_ASSIGNMENT:_ Gather from the listing below each line that includes the word "struct", and copy it.

- - - -

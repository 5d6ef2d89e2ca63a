use std::env;

/// SMTP credentials plus the sender identity stamped on outgoing mail.
#[derive(Clone, Debug)]
pub struct SmtpConfig {
    pub host: String,
    pub username: String,
    pub password: String,
    pub from_name: String,
    pub from_email: String,
}

/// Runtime configuration, read once at startup from the environment.
#[derive(Clone, Debug)]
pub struct Config {
    pub database_url: String,
    pub jwt_secret: String,
    pub token_ttl_hours: i64,
    pub db_pool_size: u32,
    pub bind_addr: String,
    pub stripe_secret_key: Option<String>,
    pub rmq_url: Option<String>,
    pub smtp: Option<SmtpConfig>,
}

impl Config {
    pub fn from_env() -> Result<Self, String> {
        let database_url =
            env::var("DATABASE_URL").map_err(|_| "DATABASE_URL must be set".to_string())?;
        let jwt_secret = env::var("JWT_SECRET").map_err(|_| "JWT_SECRET must be set".to_string())?;

        let token_ttl_hours = match env::var("TOKEN_TTL_HOURS") {
            Ok(raw) => raw
                .parse::<i64>()
                .map_err(|_| format!("TOKEN_TTL_HOURS is not a number: {raw}"))?,
            Err(_) => 24,
        };
        let db_pool_size = match env::var("DB_POOL_SIZE") {
            Ok(raw) => raw
                .parse::<u32>()
                .map_err(|_| format!("DB_POOL_SIZE is not a number: {raw}"))?,
            Err(_) => 10,
        };
        let bind_addr = env::var("BIND_ADDR").unwrap_or_else(|_| "0.0.0.0:3000".to_string());

        let stripe_secret_key = env::var("STRIPE_SECRET_KEY").ok();
        let rmq_url = env::var("RMQ_URL").ok();

        // Mail is only enabled when the full credential set is present.
        let smtp = match (
            env::var("SMTP_HOST"),
            env::var("SMTP_USERNAME"),
            env::var("SMTP_PASSWORD"),
        ) {
            (Ok(host), Ok(username), Ok(password)) => Some(SmtpConfig {
                host,
                username,
                password,
                from_name: env::var("MAIL_FROM_NAME")
                    .unwrap_or_else(|_| "Tailor Shop".to_string()),
                from_email: env::var("MAIL_FROM_EMAIL")
                    .unwrap_or_else(|_| "no-reply@tailorshop.local".to_string()),
            }),
            _ => None,
        };

        Ok(Config {
            database_url,
            jwt_secret,
            token_ttl_hours,
            db_pool_size,
            bind_addr,
            stripe_secret_key,
            rmq_url,
            smtp,
        })
    }
}
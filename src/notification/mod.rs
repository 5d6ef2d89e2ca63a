pub mod dispatcher;
pub mod handlers;
pub mod mailer;
pub mod models;
pub mod queue;
pub mod routes;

- - - -

_ANSWER TO THIS TASK:_
pub struct SmtpConfig {
pub struct Config {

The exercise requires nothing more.